Centraliza tus fuentes de datos en una sola plataforma
Los CISO también pueden conectar fácilmente soluciones de seguridad a la plataforma Tenacy. Por ejemplo, las empresas que utilizan Cybereason, Palo Alto Cortex, SentinelOne o Microsoft Defender for Endpoint pueden conectar fácilmente estas soluciones EDR para obtener una visión completa de la detección de amenazas y la respuesta en los endpoints.
Para la seguridad de las instancias de Active Directory, Tenacy ofrece un conector nativo con PingCastle. Por último, para la gestión de identidades, la plataforma se asocia de forma nativa con Google Workspace y Azure Active Directory. Si utilizas una solución que no figura en la lista, ¡siempre puedes recurrir a la API de Tenacy!
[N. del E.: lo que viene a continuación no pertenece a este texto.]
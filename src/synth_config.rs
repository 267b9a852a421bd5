use serde::{Deserialize, Serialize};

use crate::error::{Error, Result};

/// Timing and voicing used for every render of a run.
///
/// Dataset generation, matching and evaluation must all use the same values, so the config
/// is carried into each step rather than defaulted per step.
#[derive(Clone, Debug, PartialEq, Serialize, Deserialize)]
pub struct SynthConfig {
  #[serde(default = "default_sample_rate")]
  pub sample_rate: u32,
  /// Seconds the note is held before release.
  pub note_length_secs: f32,
  /// Seconds of audio rendered in total, release tail included.
  pub render_length_secs: f32,
  #[serde(default = "default_midi_note")]
  pub midi_note: u8,
  #[serde(default = "default_velocity")]
  pub velocity: u8,
}

fn default_sample_rate() -> u32 {
  44100
}

fn default_midi_note() -> u8 {
  60
}

fn default_velocity() -> u8 {
  127
}

impl SynthConfig {
  pub fn new(sample_rate: u32, note_length_secs: f32, render_length_secs: f32) -> SynthConfig {
    SynthConfig {
      sample_rate,
      note_length_secs,
      render_length_secs,
      midi_note: default_midi_note(),
      velocity: default_velocity(),
    }
  }

  pub fn validate(&self) -> Result<()> {
    if self.sample_rate < 8000 {
      return Err(Error::Configuration(format!("sample rate {} is too low", self.sample_rate)));
    }
    if !(self.render_length_secs > 0.0) {
      return Err(Error::Configuration("render_length_secs must be positive".into()));
    }
    if !(self.note_length_secs >= 0.0) || self.note_length_secs > self.render_length_secs {
      return Err(Error::Configuration(format!(
        "note_length_secs {} must lie within the render length {}",
        self.note_length_secs, self.render_length_secs
      )));
    }
    if self.midi_note > 127 || self.velocity > 127 {
      return Err(Error::Configuration("midi note and velocity must be below 128".into()));
    }
    Ok(())
  }

  pub fn render_samples(&self) -> usize {
    (self.render_length_secs * self.sample_rate as f32).round() as usize
  }

  pub fn note_samples(&self) -> usize {
    (self.note_length_secs * self.sample_rate as f32).round() as usize
  }

  pub fn note_frequency(&self) -> f32 {
    440.0 * 2f32.powf((self.midi_note as f32 - 69.0) / 12.0)
  }
}
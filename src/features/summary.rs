//! Frame-level spectral descriptors reduced to their mean and variance over time.

use super::spectrum::{bin_frequencies, SpectrumOutput, Stft};

const ROLLOFF: f32 = 0.85;
const EPS: f32 = 1e-10;

pub const DESCRIPTORS: [&str; 6] = ["centroid", "bandwidth", "flatness", "rolloff", "rms", "zcr"];

/// Output holds `DESCRIPTORS.len() * 2` values: mean then variance per descriptor.
pub struct SpectralSummary {
  frame_size: usize,
  hop_size: usize,
  stft: Stft,
  freqs: Vec<f32>,
}

impl SpectralSummary {
  pub fn new(frame_size: usize, hop_size: usize, sample_rate: u32) -> Self {
    SpectralSummary {
      frame_size,
      hop_size,
      stft: Stft::new(frame_size, hop_size),
      freqs: bin_frequencies(frame_size, sample_rate),
    }
  }

  pub fn compute(&self, samples: &[f32]) -> Vec<f32> {
    let spectra = self.stft.frames(samples, SpectrumOutput::Magnitude);
    let mut tracks: Vec<Vec<f32>> = vec![Vec::with_capacity(spectra.len()); DESCRIPTORS.len()];

    for (t, mag) in spectra.iter().enumerate() {
      let total: f32 = mag.iter().sum::<f32>() + EPS;
      let centroid = self.freqs.iter().zip(mag).map(|(f, m)| f * m).sum::<f32>() / total;
      let bandwidth = (self.freqs.iter().zip(mag).map(|(f, m)| m * (f - centroid).powi(2)).sum::<f32>() / total).sqrt();

      let power: Vec<f32> = mag.iter().map(|m| m * m + EPS).collect();
      let log_mean = power.iter().map(|p| p.ln()).sum::<f32>() / power.len() as f32;
      let flatness = log_mean.exp() / (power.iter().sum::<f32>() / power.len() as f32);

      let threshold = ROLLOFF * total;
      let mut cumulative = 0.0;
      let mut rolloff = self.freqs.last().copied().unwrap_or(0.0);
      for (f, m) in self.freqs.iter().zip(mag) {
        cumulative += m;
        if cumulative >= threshold {
          rolloff = *f;
          break;
        }
      }

      let frame = self.time_frame(samples, t);
      let rms = (frame.iter().map(|s| s * s).sum::<f32>() / self.frame_size as f32).sqrt();
      let crossings = frame.windows(2).filter(|w| (w[0] >= 0.0) != (w[1] >= 0.0)).count();
      let zcr = crossings as f32 / self.frame_size as f32;

      for (track, value) in tracks.iter_mut().zip([centroid, bandwidth, flatness, rolloff, rms, zcr]) {
        track.push(value);
      }
    }

    tracks.iter().flat_map(|track| mean_and_variance(track)).collect()
  }

  /// Centred time-domain frame `t`, zero padded past either end.
  fn time_frame(&self, samples: &[f32], t: usize) -> Vec<f32> {
    let start = (t * self.hop_size) as isize - (self.frame_size / 2) as isize;
    (0..self.frame_size as isize)
      .map(|k| {
        let i = start + k;
        if i >= 0 && (i as usize) < samples.len() {
          samples[i as usize]
        } else {
          0.0
        }
      })
      .collect()
  }
}

fn mean_and_variance(values: &[f32]) -> [f32; 2] {
  if values.is_empty() {
    return [0.0, 0.0];
  }
  let n = values.len() as f32;
  let mean = values.iter().sum::<f32>() / n;
  let variance = values.iter().map(|v| (v - mean).powi(2)).sum::<f32>() / n;
  [mean, variance]
}
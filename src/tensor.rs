//! Row-major `f32` arrays as stored on disk: `{"shape": [..], "data": [..]}`.

use std::path::Path;

use serde::{Deserialize, Serialize};

use crate::error::{Error, Result};
use crate::files;

#[derive(Clone, Debug, PartialEq, Serialize, Deserialize)]
pub struct Tensor {
  pub shape: Vec<usize>,
  pub data: Vec<f32>,
}

impl Tensor {
  pub fn new(shape: Vec<usize>, data: Vec<f32>) -> Result<Self> {
    let expected: usize = shape.iter().product();
    if expected != data.len() {
      return Err(Error::Shape(format!("shape {:?} holds {} values, got {}", shape, expected, data.len())));
    }
    Ok(Tensor { shape, data })
  }

  pub fn vector(data: Vec<f32>) -> Self {
    Tensor {
      shape: vec![data.len()],
      data,
    }
  }

  pub fn zeros(shape: Vec<usize>) -> Self {
    let len = shape.iter().product();
    Tensor { shape, data: vec![0.0; len] }
  }

  /// Stack equally shaped tensors along a new leading axis.
  pub fn stack(items: &[Tensor]) -> Result<Tensor> {
    let inner = match items.first() {
      Some(first) => first.shape.clone(),
      None => return Ok(Tensor::zeros(vec![0])),
    };
    let mut data = Vec::with_capacity(items.len() * inner.iter().product::<usize>());
    for (i, item) in items.iter().enumerate() {
      if item.shape != inner {
        return Err(Error::Shape(format!(
          "item {} has shape {:?}, expected {:?}",
          i, item.shape, inner
        )));
      }
      data.extend_from_slice(&item.data);
    }
    let mut shape = vec![items.len()];
    shape.extend(inner);
    Ok(Tensor { shape, data })
  }

  /// Stack equal length vectors into `[n, width]`.
  pub fn from_rows(rows: &[Vec<f32>]) -> Result<Tensor> {
    let width = rows.first().map(|r| r.len()).unwrap_or(0);
    let mut data = Vec::with_capacity(rows.len() * width);
    for row in rows {
      if row.len() != width {
        return Err(Error::Shape(format!("row of width {} among rows of width {}", row.len(), width)));
      }
      data.extend_from_slice(row);
    }
    Ok(Tensor {
      shape: vec![rows.len(), width],
      data,
    })
  }

  pub fn ndim(&self) -> usize {
    self.shape.len()
  }

  pub fn len(&self) -> usize {
    self.data.len()
  }

  pub fn is_empty(&self) -> bool {
    self.data.is_empty()
  }

  /// Size of the leading axis.
  pub fn rows(&self) -> usize {
    self.shape.first().copied().unwrap_or(0)
  }

  /// Values per leading-axis entry.
  pub fn row_len(&self) -> usize {
    self.shape.iter().skip(1).product()
  }

  /// Shape of one leading-axis entry.
  pub fn item_shape(&self) -> &[usize] {
    self.shape.get(1..).unwrap_or(&[])
  }

  pub fn row(&self, index: usize) -> &[f32] {
    let width = self.row_len();
    &self.data[index * width..(index + 1) * width]
  }

  /// Entry `index` of the leading axis as its own tensor.
  pub fn item(&self, index: usize) -> Tensor {
    Tensor {
      shape: self.item_shape().to_vec(),
      data: self.row(index).to_vec(),
    }
  }

  /// Size of the trailing axis, the axis a scaler works on.
  pub fn last_dim(&self) -> usize {
    self.shape.last().copied().unwrap_or(0)
  }

  pub fn flattened(mut self) -> Tensor {
    self.shape = vec![self.data.len()];
    self
  }

  pub fn save(&self, path: &Path) -> Result<()> {
    files::write_json(path, self)
  }

  pub fn load(path: &Path, artifact: &'static str) -> Result<Tensor> {
    let tensor: Tensor = files::read_required(path, |path| Error::MissingArtifact { artifact, path })?;
    let expected: usize = tensor.shape.iter().product();
    if expected != tensor.data.len() {
      return Err(Error::Shape(format!(
        "{}: shape {:?} does not match {} values",
        path.display(),
        tensor.shape,
        tensor.data.len()
      )));
    }
    Ok(tensor)
  }
}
Tanto si se trata de consolidar datos de seguridad, medir el cumplimiento o supervisar puntuaciones de seguridad como las proporcionadas por Microsoft Secure Scores, Tenacy ofrece una sólida plataforma para una gestión eficaz e integrada de ciberseguridad.
Crea cuadros de mando personalizados
La herramienta ofrece indicadores específicos de las políticas de seguridad y calcula automáticamente tu puntuación de conformidad. Esta flexibilidad te permite concentrar tus esfuerzos donde la experiencia humana es más valiosa, automatizando tareas repetitivas y de escaso valor añadido, como el cálculo de estadísticas.
Tenacy te permite alejarte de la gestión a veces caótica de Excel y centrarte en el análisis de resultados y la toma de decisiones estratégicas.